In this research study, an integrated model was developed to predict the performances of energy, indoor air quality, and moisture performances. To develop this integrated model, an interconnection between the three models of EnergyPlus, CONTAM, and WUFI was implemented. This interconnection was performed between energy, indoor air quality, and moisture models based on the energy, contaminant, and moisture balances. The energy, contaminant and moisture balance mechanisms were performed based on the simultaneous exchange of airflows and temperatures control variables between the sub-models of EnergyPlus, CONATM, and WUFI. These exchanges have led to the correction of airflows, temperatures, and heating/cooling flows control variables.

The method of the percentage differences between the hourly energy consumptions of space heating/cooling, daily indoor CO₂ concentrations, and hourly indoor relative humidity (RH) with acceptable levels of ASHRAE Standards 90.1, 62.1, and 160, was used for determining energy, indoor air quality, and moisture performances, respectively. The accuracy of the integrated model was verified based on paired sample t-test method. In order to analyze the accuracy of the integrated model, four scenarios for a three-story house were defined. Then, the obtained results with the integrated model for the hourly energy consumptions of space heating/cooling, daily indoor CO₂ concentrations, and hourly indoor relative humidity (RH) performance predictions of all four scenarios were compared with those obtained using the single models. These comparisons were conducted for building subjected to the climatic conditions of Montreal, Vancouver, and Miami.

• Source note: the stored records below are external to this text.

//! Logging infrastructure for Sentra.
//!
//! This module initializes the tracing subscriber for structured logging.
//! All logs are emitted to stderr to keep stdout clean for answers.

use serde::{Deserialize, Serialize};
use tracing_subscriber::{fmt, layer::SubscriberExt, util::SubscriberInitExt, EnvFilter};

use crate::error::{AppError, AppResult};

/// Output format for log lines.
#[derive(Debug, Clone, Copy, Default, PartialEq, Eq, Serialize, Deserialize)]
#[serde(rename_all = "lowercase")]
pub enum LogFormat {
    /// Human-readable lines
    #[default]
    Pretty,
    /// One JSON object per line
    Json,
}

impl LogFormat {
    /// Parse a format name, case-insensitively.
    pub fn parse(s: &str) -> Option<Self> {
        match s.to_lowercase().as_str() {
            "pretty" | "text" => Some(Self::Pretty),
            "json" => Some(Self::Json),
            _ => None,
        }
    }
}

/// Initialize the tracing subscriber with stderr output.
///
/// This sets up structured logging with:
/// - Output to stderr (stdout is reserved for answers)
/// - Environment-based filtering (RUST_LOG or provided level)
/// - Human-readable or JSON format
/// - Optional ANSI color control
///
/// # Arguments
/// * `log_level` - Optional log level override (e.g., "debug", "info")
/// * `no_color` - Disable colored output
/// * `format` - Line format
///
/// # Example
/// ```no_run
/// use sentra_core::logging::{init_logging, LogFormat};
///
/// init_logging(None, false, LogFormat::Pretty).expect("Failed to initialize logging");
/// ```
pub fn init_logging(log_level: Option<&str>, no_color: bool, format: LogFormat) -> AppResult<()> {
    let default_level = std::env::var("RUST_LOG").unwrap_or_else(|_| "info".to_string());
    let filter_str = log_level.unwrap_or(&default_level);

    let env_filter = EnvFilter::try_new(filter_str)
        .map_err(|e| AppError::Config(format!("Invalid log filter: {}", e)))?;

    let registry = tracing_subscriber::registry().with(env_filter);

    let result = match format {
        LogFormat::Pretty => registry
            .with(
                fmt::layer()
                    .with_writer(std::io::stderr)
                    .with_target(true)
                    .with_level(true)
                    .with_ansi(!no_color && supports_color()),
            )
            .try_init(),
        LogFormat::Json => registry
            .with(
                fmt::layer()
                    .json()
                    .with_writer(std::io::stderr)
                    .with_target(true),
            )
            .try_init(),
    };

    result.map_err(|e| AppError::Config(format!("Failed to init logging: {}", e)))
}

/// Check if the terminal supports color output.
fn supports_color() -> bool {
    std::env::var_os("NO_COLOR").is_none()
}
//! Error types for Sentra.
//!
//! This module defines the unified error enum that crosses crate boundaries.
//! Domain crates keep their own precise error enums and convert into
//! `AppError` at the point where they meet the CLI.

use thiserror::Error;

/// Unified error type for Sentra.
///
/// Functions at crate boundaries return `Result<T, AppError>`.
/// We never panic; errors must be represented and propagated.
#[derive(Error, Debug)]
pub enum AppError {
    /// Configuration-related errors
    #[error("Configuration error: {0}")]
    Config(String),

    /// I/O and filesystem errors
    #[error("I/O error: {0}")]
    Io(#[from] std::io::Error),

    /// LLM provider and transport errors
    #[error("LLM error: {0}")]
    Llm(String),

    /// Vector index, ingestion and retrieval errors
    #[error("Knowledge error: {0}")]
    Knowledge(String),

    /// Prompt system errors
    #[error("Prompt error: {0}")]
    Prompt(String),

    /// Serialization/deserialization errors
    #[error("Serialization error: {0}")]
    Serialization(String),

    /// Generic errors
    #[error("{0}")]
    Other(String),
}

impl From<serde_json::Error> for AppError {
    fn from(err: serde_json::Error) -> Self {
        AppError::Serialization(err.to_string())
    }
}

impl From<serde_yaml::Error> for AppError {
    fn from(err: serde_yaml::Error) -> Self {
        AppError::Serialization(err.to_string())
    }
}

/// Convenience type alias for Results with AppError.
pub type AppResult<T> = Result<T, AppError>;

Considering that the accuracy of the integrated model was verified based on the paired sample t-test statistical method and analytical discussions described earlier by details, due to the difference between the optimal scenarios predicted by the single models and the integrated model, it can be concluded that this integrated model can be replaced by the single models. Other details that could be useful for potential replacement of the integrated model instead of the single models of EnergyPlus, CONTAM, and WUFI include the following:

• The integrated model can predict energy, indoor air quality, and moisture performances in an integrated procedure for each type of building, but the single models of EnergyPlus, CONTAM, and WUFI can calculate energy, indoor air quality, and moisture performance separately, respectively.
• The simulation results are predicted by the integrated model based on the combination mechanism for EnergyPlus, CONTAM, and WUFI sub-models. This mechanism is based on the simultaneous solution of all three energy, contaminant, and moisture balance equations. Whereas in the single models of EnergyPlus, CONTAM, and WUFI, the simulation results are calculated based on the energy, contaminant, and moisture balance equations, respectively, without any connections.
• In a single model of EnergyPlus, infiltration and design air handling system airflow values are defined as airflows input data by the user. In the integrated model, the airflow variables are corrected by the combination mechanism for EnergyPlus, CONTAM, and WUFI.
• In the single model of CONTAM the effective leakage area and exhaust fan airflow values, as airflows input and also junction temperature and default zone temperature values as temperatures input data, are defined by the users. While the airflows and temperatures in the integrated model method are corrected by the combination mechanism for EnergyPlus, CONTAM, and WUFI.
• In a single model of WUFI infiltration and mechanical ventilation values as airflows input data, minimal and maximal zone temperature values as temperatures input data, and space heating/cooling capacity values as heating/cooling flows input data were defined by the users. However, in the integrated model, the airflows, temperatures, and heating/cooling flows were corrected by the combination mechanism for EnergyPlus, CONTAM, and WUFI.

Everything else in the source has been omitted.